When I wrote the first few words of “The Coin Whisperer” I didn’t know much about the main character, Paul. All I knew is he was relating a story to me about a friend who could tap into the stories that resided in the change in her pocket. Overall, what I wrote was pretty bland so, like a lot of short stories that I start, I set it aside. It wasn’t until a year later that the story and Paul matured into something I felt had a chance at being published.
Although I love the story, I was very apprehensive while writing it. Paul first revealed he was transgender, which wasn’t an issue at all, but then he revealed something that made me pause-Paul was mute. While writing I wanted his disability to be an element of the story but knew that wasn’t the focus. I wanted to portray Paul as an individual who happens to be mute, and has to find a creative way to tell someone something very important.
Short stories pose a big challenge for writers especially when there’s an issue such as a disability. Unlike novels, there is a limited word count to work with. A few short sentences are all you have to explain the limitation. Everything else must be portrayed by the character either in action or in dialog otherwise you run the risk of overwhelming the plot by the special needs.
In a lot of cases, stories that contain a person with a disability centers on the limitation. It’s an old, tired trope that’s been read over and over. To me it’s lazy writing unless the story centers around how the character adapts. But even then it has to be something original before I’ll say it’s good.
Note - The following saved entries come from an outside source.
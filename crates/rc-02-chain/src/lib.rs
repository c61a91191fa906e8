//! # Block and Chain
//!
//! The block data model, signature and ticket verification, the
//! rank-weighted longest-chain rule, and the append pipeline.
//!
//! ## Structure
//!
//! - `domain`: `Block`, `Stakes`, state-key conventions, fork choice, the
//!   `Chain` append/mint/walk pipeline
//! - `ports`: the `ChainStore` storage contract
//! - `adapters`: in-memory `ChainStore` backend

pub mod adapters;
pub mod domain;
pub mod errors;
pub mod ports;

pub use adapters::memory::MemoryStore;
pub use domain::block::Block;
pub use domain::chain::{AppendOutcome, Chain};
pub use domain::keys;
pub use domain::stakes::Stakes;
pub use errors::ChainError;
pub use ports::store::ChainStore;

/// Default points-per-round constant of the longest-chain rule.
pub const DEFAULT_WEIGHT_POINTS: u64 = 1000;
//! # Consensus Integration Flows
//!
//! Multi-node scenarios over the in-process broadcast hub with scripted
//! clocks, so every test controls exactly when each node ticks:
//!
//! 1. A single staked node mints a block per round
//! 2. A client write travels node A → block → node B's state
//! 3. A double mint for one round is rejected by followers
//! 4. Of two writes with a read-write conflict, exactly one applies
//! 5. Blocks delivered out of order are buffered and applied in order
//! 6. A block carrying a foreign lottery ticket is rejected
//! 7. Nodes fed the same blocks in different orders converge
//! 8. A fixed script replayed twice yields identical block ids

#[cfg(test)]
mod tests {
    use std::sync::Arc;
    use std::time::Duration;

    use rc_01_ssi_state::{State, Write};
    use rc_02_chain::{keys, Block, Chain, MemoryStore, DEFAULT_WEIGHT_POINTS};
    use rc_03_mempool::WritePool;
    use rc_05_engine::{Engine, MemoryBroadcast, MemoryHub, Message, ScriptedClock};
    use shared_crypto::Identity;
    use shared_types::Stake;
    use tokio::sync::mpsc::UnboundedSender;

    // =========================================================================
    // TEST FIXTURES
    // =========================================================================

    type HubEngine = Engine<ScriptedClock, MemoryBroadcast>;
    type Ticks = UnboundedSender<(u64, u64)>;

    /// Genesis depositing `stake` to each identity.
    fn genesis_for(identities: &[&Identity], stake: Stake) -> Block {
        let mut state = State::new();
        let data = {
            let mut tx = state.begin();
            for identity in identities {
                keys::deposit_stake(&mut tx, &identity.pk(), stake);
                keys::commit_token_pk(&mut tx, &identity.pk(), &identity.token_pk());
            }
            tx.into_data()
        };
        let write = state.commit(data).unwrap();
        Block::genesis(vec![write], 0)
    }

    fn fresh_chain(genesis: &Block) -> Arc<Chain> {
        Arc::new(
            Chain::new(
                Arc::new(MemoryStore::new()),
                genesis.clone(),
                DEFAULT_WEIGHT_POINTS,
            )
            .unwrap(),
        )
    }

    /// Spin up a node on `hub` with identity `n`.
    fn node(n: u8, genesis: &Block, hub: &Arc<MemoryHub>) -> (HubEngine, Ticks) {
        let (clock, ticks) = ScriptedClock::new();
        let engine = Engine::start(
            Identity::test_identity(n),
            fresh_chain(genesis),
            Arc::new(WritePool::new()),
            Arc::new(clock),
            Arc::new(hub.endpoint()),
            0,
        );
        (engine, ticks)
    }

    async fn wait_until(mut probe: impl FnMut() -> bool) {
        tokio::time::timeout(Duration::from_secs(5), async {
            while !probe() {
                tokio::time::sleep(Duration::from_millis(5)).await;
            }
        })
        .await
        .expect("condition not reached in time");
    }

    /// A signed write setting `key = value` against `state`.
    fn write_on(state: &State, identity: &Identity, key: &[u8], value: &[u8]) -> Write {
        let mut fork = state.clone();
        let data = {
            let mut tx = fork.begin();
            tx.set(key, value);
            tx.into_data()
        };
        let mut write = fork.commit(data).unwrap();
        write.sign(identity);
        write
    }

    // =========================================================================
    // SCENARIOS
    // =========================================================================

    #[tokio::test]
    async fn test_single_node_mints_every_round() {
        let a = Identity::test_identity(1);
        let genesis = genesis_for(&[&a], 1);
        let hub = MemoryHub::new(64);
        let (engine, ticks) = node(1, &genesis, &hub);

        for round in 1..=3u64 {
            ticks.send((round, round * 10)).unwrap();
            let chain = Arc::clone(engine.chain());
            wait_until(move || chain.tip().unwrap().round() == round).await;
        }
        // with a single staker every block but the newest is finalised
        let (_, stakes) = engine
            .chain()
            .read(&engine.chain().finalized_id())
            .unwrap();
        assert!(stakes.finalized);
        engine.shutdown(Duration::from_secs(1)).await.unwrap();
    }

    #[tokio::test]
    async fn test_write_travels_to_follower_state() {
        let a = Identity::test_identity(1);
        let genesis = genesis_for(&[&a], 1);
        let hub = MemoryHub::new(64);
        let (minter, ticks_a) = node(1, &genesis, &hub);
        let (follower, ticks_b) = node(2, &genesis, &hub);

        minter
            .update(|tx| tx.set(b"color", b"indigo"))
            .await
            .unwrap();
        // the write gossips into the follower's pool too
        tokio::time::sleep(Duration::from_millis(20)).await;

        ticks_a.send((1, 10)).unwrap();
        ticks_b.send((1, 10)).unwrap();

        let chain_b = Arc::clone(follower.chain());
        wait_until(move || chain_b.tip().unwrap().round() == 1).await;

        let value = follower
            .view(|state| state.get_ro(b"color").map(<[u8]>::to_vec))
            .unwrap();
        assert_eq!(value, Some(b"indigo".to_vec()));

        minter.shutdown(Duration::from_secs(1)).await.unwrap();
        follower.shutdown(Duration::from_secs(1)).await.unwrap();
    }

    #[tokio::test]
    async fn test_double_mint_rejected_by_follower() {
        let a = Identity::test_identity(1);
        let genesis = genesis_for(&[&a], 1);
        let hub = MemoryHub::new(64);
        let (follower, ticks) = node(2, &genesis, &hub);
        ticks.send((1, 1)).unwrap();

        // a staked identity mints two distinct blocks for round 1
        let source = fresh_chain(&genesis);
        let first = source.mint(&a, 1, 10, |_| Vec::new()).unwrap().unwrap();
        let second = source.mint(&a, 1, 11, |_| Vec::new()).unwrap().unwrap();
        assert_ne!(first.id(), second.id());

        follower.handle(Message::from_block(first.clone()));
        let chain = Arc::clone(follower.chain());
        wait_until(move || chain.tip().unwrap() == first.id()).await;

        follower.handle(Message::from_block(second.clone()));
        tokio::time::sleep(Duration::from_millis(30)).await;
        assert!(follower.chain().read(&second.id()).is_err());

        follower.shutdown(Duration::from_secs(1)).await.unwrap();
    }

    #[tokio::test]
    async fn test_conflicting_writes_one_survives() {
        let a = Identity::test_identity(1);
        let genesis = genesis_for(&[&a], 1);
        let hub = MemoryHub::new(64);
        let (engine, ticks) = node(1, &genesis, &hub);

        // both writes fork the same snapshot: each reads the row the
        // other writes
        let snapshot = engine.view(Clone::clone).unwrap();
        let w1 = {
            let mut fork = snapshot.clone();
            let data = {
                let mut tx = fork.begin();
                let _ = tx.get(b"left");
                tx.set(b"right", b"1");
                tx.into_data()
            };
            let mut w = fork.commit(data).unwrap();
            w.sign(&a);
            w
        };
        let w2 = {
            let mut fork = snapshot.clone();
            let data = {
                let mut tx = fork.begin();
                let _ = tx.get(b"right");
                tx.set(b"left", b"2");
                tx.into_data()
            };
            let mut w = fork.commit(data).unwrap();
            w.sign(&a);
            w
        };

        engine.handle(Message::from_write(w1));
        engine.handle(Message::from_write(w2));
        let pool = Arc::clone(engine.pool());
        wait_until(move || pool.len() == 2).await;

        ticks.send((1, 10)).unwrap();
        let chain = Arc::clone(engine.chain());
        wait_until(move || chain.tip().unwrap().round() == 1).await;

        let (left, right) = engine
            .view(|state| {
                (
                    state.get_ro(b"left").map(<[u8]>::to_vec),
                    state.get_ro(b"right").map(<[u8]>::to_vec),
                )
            })
            .unwrap();
        // the pool applies writes in id order; whichever came first wins
        // and the other is excluded as conflicting
        assert!(left.is_some() ^ right.is_some());

        engine.shutdown(Duration::from_secs(1)).await.unwrap();
    }

    #[tokio::test]
    async fn test_out_of_order_blocks_buffered() {
        let a = Identity::test_identity(1);
        let genesis = genesis_for(&[&a], 1);
        let hub = MemoryHub::new(64);
        let (follower, ticks) = node(2, &genesis, &hub);

        let source = fresh_chain(&genesis);
        let b1 = source.mint(&a, 1, 10, |_| Vec::new()).unwrap().unwrap();
        source.append(&b1).unwrap();
        let b2 = source.mint(&a, 2, 20, |_| Vec::new()).unwrap().unwrap();
        source.append(&b2).unwrap();

        // deliver the child first: it waits on its parent and its round
        follower.handle(Message::from_block(b2.clone()));
        ticks.send((1, 10)).unwrap();
        ticks.send((2, 20)).unwrap();
        tokio::time::sleep(Duration::from_millis(30)).await;
        assert_eq!(follower.chain().tip().unwrap().round(), 0);

        follower.handle(Message::from_block(b1));
        let chain = Arc::clone(follower.chain());
        wait_until(move || chain.tip().unwrap() == b2.id()).await;

        follower.shutdown(Duration::from_secs(1)).await.unwrap();
    }

    #[tokio::test]
    async fn test_foreign_ticket_rejected() {
        let a = Identity::test_identity(1);
        let thief = Identity::test_identity(3);
        let genesis = genesis_for(&[&a], 1);
        let hub = MemoryHub::new(64);
        let (follower, ticks) = node(2, &genesis, &hub);
        ticks.send((1, 1)).unwrap();

        let source = fresh_chain(&genesis);
        let mut block = source.mint(&a, 1, 10, |_| Vec::new()).unwrap().unwrap();
        // swap in a ticket drawn under a key never committed for this pk
        let (token, proof) = thief.prove(&block.vrf_seed());
        block.token = token.to_vec();
        block.proof = proof.0;
        block.signature = a.sign(&block.hash()).to_vec();

        let rejected = block.id();
        follower.handle(Message::from_block(block));
        tokio::time::sleep(Duration::from_millis(30)).await;
        assert!(follower.chain().read(&rejected).is_err());
        assert_eq!(follower.chain().tip().unwrap().round(), 0);

        follower.shutdown(Duration::from_secs(1)).await.unwrap();
    }

    #[tokio::test]
    async fn test_delivery_order_does_not_matter() {
        let a = Identity::test_identity(1);
        let b = Identity::test_identity(2);
        let genesis = genesis_for(&[&a, &b], 1);

        // a short chain with a write in each block
        let source = fresh_chain(&genesis);
        let mut blocks = Vec::new();
        for (round, identity) in [(1u64, &a), (2, &b), (3, &a)] {
            let state = source.state_at(source.tip().unwrap()).unwrap();
            let write = write_on(&state, identity, format!("k{round}").as_bytes(), b"v");
            let block = source
                .mint(identity, round, round * 10, |_| vec![write.clone()])
                .unwrap()
                .unwrap();
            source.append(&block).unwrap();
            blocks.push(block);
        }

        // two isolated followers, fed in opposite orders
        let hub_x = MemoryHub::new(64);
        let hub_y = MemoryHub::new(64);
        let (x, ticks_x) = node(4, &genesis, &hub_x);
        let (y, ticks_y) = node(4, &genesis, &hub_y);
        for round in 1..=3u64 {
            ticks_x.send((round, round * 10)).unwrap();
            ticks_y.send((round, round * 10)).unwrap();
        }
        for block in &blocks {
            x.handle(Message::from_block(block.clone()));
        }
        for block in blocks.iter().rev() {
            y.handle(Message::from_block(block.clone()));
        }

        let expected = blocks.last().unwrap().id();
        let chain_x = Arc::clone(x.chain());
        wait_until(move || chain_x.tip().unwrap() == expected).await;
        let chain_y = Arc::clone(y.chain());
        wait_until(move || chain_y.tip().unwrap() == expected).await;

        let probe = |state: &State| {
            (1..=3u64)
                .map(|round| {
                    state
                        .get_ro(format!("k{round}").as_bytes())
                        .map(<[u8]>::to_vec)
                })
                .collect::<Vec<_>>()
        };
        assert_eq!(x.view(probe).unwrap(), y.view(probe).unwrap());
        assert_eq!(x.chain().finalized_id(), y.chain().finalized_id());

        x.shutdown(Duration::from_secs(1)).await.unwrap();
        y.shutdown(Duration::from_secs(1)).await.unwrap();
    }

    #[tokio::test]
    async fn test_fixed_script_reproduces_block_ids() {
        let a = Identity::test_identity(1);
        let genesis = genesis_for(&[&a], 1);
        // one pre-signed write reused by both runs, so the nonce matches
        let base = State::reconstruct([genesis.writes.as_slice()]).unwrap();
        let write = write_on(&base, &a, b"k", b"v");

        let mut runs = Vec::new();
        for _ in 0..2 {
            let hub = MemoryHub::new(64);
            let (engine, ticks) = node(1, &genesis, &hub);
            engine.handle(Message::from_write(write.clone()));
            let pool = Arc::clone(engine.pool());
            wait_until(move || pool.len() == 1).await;

            for round in 1..=3u64 {
                ticks.send((round, round * 10)).unwrap();
                let chain = Arc::clone(engine.chain());
                wait_until(move || chain.tip().unwrap().round() == round).await;
            }

            let mut ids = Vec::new();
            engine
                .chain()
                .walk(engine.chain().tip().unwrap(), |id, _, _| {
                    ids.push(*id);
                    Ok(())
                })
                .unwrap();
            runs.push(ids);
            engine.shutdown(Duration::from_secs(1)).await.unwrap();
        }

        assert_eq!(runs[0].len(), 4); // three minted blocks plus genesis
        assert_eq!(runs[0], runs[1]);
    }

    #[tokio::test]
    async fn test_two_stakers_converge_under_latency() {
        let a = Identity::test_identity(1);
        let b = Identity::test_identity(2);
        let genesis = genesis_for(&[&a, &b], 1);
        let hub = MemoryHub::with_latency(256, Duration::from_millis(15));
        let (node_a, ticks_a) = node(1, &genesis, &hub);
        let (node_b, ticks_b) = node(2, &genesis, &hub);

        for round in 1..=5u64 {
            ticks_a.send((round, round * 100)).unwrap();
            ticks_b.send((round, round * 100 + 1)).unwrap();
            tokio::time::sleep(Duration::from_millis(40)).await;
        }

        let chain_a = Arc::clone(node_a.chain());
        let chain_b = Arc::clone(node_b.chain());
        wait_until(move || {
            chain_a.tip().unwrap() == chain_b.tip().unwrap()
                && chain_a.tip().unwrap().round() == 5
        })
        .await;
        // both stakers voting means the chain finalises behind the tip
        assert!(node_a.chain().finalized_id().round() > 0);
        assert_eq!(node_a.chain().finalized_id(), node_b.chain().finalized_id());

        node_a.shutdown(Duration::from_secs(1)).await.unwrap();
        node_b.shutdown(Duration::from_secs(1)).await.unwrap();
    }
}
When we think of an interaction between two people such as bumping into someone in the hall, a normal person doesn’t think twice about how they react. For the most part, a disabled person doesn’t either unless the disability is recent. A person with a physical limitation may have to have a plan B and C but for the most part, they go about living life. People with disabilities adapt but sometimes have to be creative because they know even with accommodations there will always be challenges.
It’s the adaptations that make it difficult to accurately portray someone who has a physical limitation unless you have one yourself. A writer must let go of their own perceptions and see the world through the eyes of the character. It’s our responsibility as we write the story to notice the little things–such as always carrying a pad of paper and pencil–that allow a person with disabilities to live their lives and put it unobtrusively in front of the reader without making it the focus. Research helps but finding someone who has the disability you want to portray is priceless.
It’s useful to have a great deal of knowledge, but then you have to pick out what’s really important to your story. Depending on the word count you might have room for only a few bits of information or you might have areas where you can fully describe how the character adapts. But remember to focus on what’s important otherwise you might get carried away into focusing on the disability and not the person.